Sementara itu, kucoba memelankan langkah kakiku berharap pria ini meninggalkanku lebih dulu. Tapi sudah hampir tiga puluh menit berlalu, dia masih mengikuti. Seperti tak berniat sama sekali meninggalkanku sendirian. Sok kenal sok akrab banget!
"Kalau mau duluan, silahkan mas. Saya pelan banget larinya soalnya" ucapku sembari berharap dia mengiyakan dan segera pergi.
Aku tak menoleh ke arahnya, hanya menatap lurus ke depan namun kudengar dia terkekeh pelan.
"Nggak kok mbak. Saya malah sengaja, udah lama juga nggak lari sesantai ini."Hell yeah! Ini termasuk hinaan gak sih?!
Mungkin melihatku tak merespon ucapannya sama sekali, pria aneh ini kembali berbicara.
"Maksud saya nggak seperti itu, mbak. Kaki saya kan abis terkilir dan belum benar-benar pulih tapi saya nggak peduliin tetap maksain lari. Jadi mungkin sudah saatnya untuk lari-lari santai dulu."Tapi tetap aja kali, lo nurunin pride gue sebagai pelari mingguan disini!

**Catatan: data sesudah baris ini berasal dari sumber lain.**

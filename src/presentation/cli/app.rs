use clap::{Parser, Subcommand};
use std::path::PathBuf;

/// envwatch: environmental sensor monitor
///
/// Streams temperature, humidity and luminosity readings through a sliding
/// window, raises two-tier threshold alerts and keeps the full history in SQLite.
#[derive(Parser, Debug)]
#[command(name = "envwatch")]
#[command(version, about, long_about)]
pub struct Cli {
    /// Subcommand to execute (defaults to `run` on the last source)
    #[command(subcommand)]
    pub command: Option<Commands>,

    /// Path to custom config file
    #[arg(short, long, global = true)]
    pub config: Option<PathBuf>,

    /// Enable verbose output
    #[arg(short, long, global = true)]
    pub verbose: bool,
}

/// Available commands
#[derive(Subcommand, Debug)]
pub enum Commands {
    /// Stream a CSV or JSON reading file through the engine
    #[command(alias = "r")]
    Run {
        /// Reading file (.csv or .json); defaults to the last file streamed
        #[arg(short, long)]
        source: Option<PathBuf>,

        /// Tick interval in milliseconds (200-10000, default: config)
        #[arg(short, long)]
        interval_ms: Option<u64>,

        /// Stop after this many ticks (at least 1)
        #[arg(long, value_parser = clap::value_parser!(u64).range(1..))]
        max_ticks: Option<u64>,

        /// Keep readings and alerts in memory instead of the database
        #[arg(long)]
        dry_run: bool,

        /// Emit one JSON snapshot per line
        #[arg(long)]
        json: bool,
    },

    /// Show the most recent persisted readings
    #[command(alias = "rd")]
    Readings {
        /// Number of readings to show
        #[arg(short = 'n', long, default_value = "20")]
        last: usize,

        /// Output as JSON
        #[arg(long)]
        json: bool,
    },

    /// Show the most recent alert events
    #[command(alias = "a")]
    Alerts {
        /// Number of alerts to show
        #[arg(short = 'n', long, default_value = "20")]
        last: usize,

        /// Output as JSON
        #[arg(long)]
        json: bool,
    },

    /// Export the full reading history as CSV
    #[command(alias = "e")]
    Export {
        /// Destination file
        #[arg(short, long)]
        output: PathBuf,
    },
}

"Nggak kok mas. Santai aja."
Setelah kurang lebih sejam berlari, aku mengecek running watch-ku dan cukup untuk hari ini. Pria aneh itu masih belum berhenti, dia bahkan menambah pace larinya dua kali lipat dari yang sebelumnya. Lari santai katanya, omong kosong macam apa itu!
Tak memperdulikan pria aneh itu, aku mencari tempat untuk beristirahat sekalian sarapan. Dan tujuanku ke tempat bubur ayam langgananku bersama Rayyan.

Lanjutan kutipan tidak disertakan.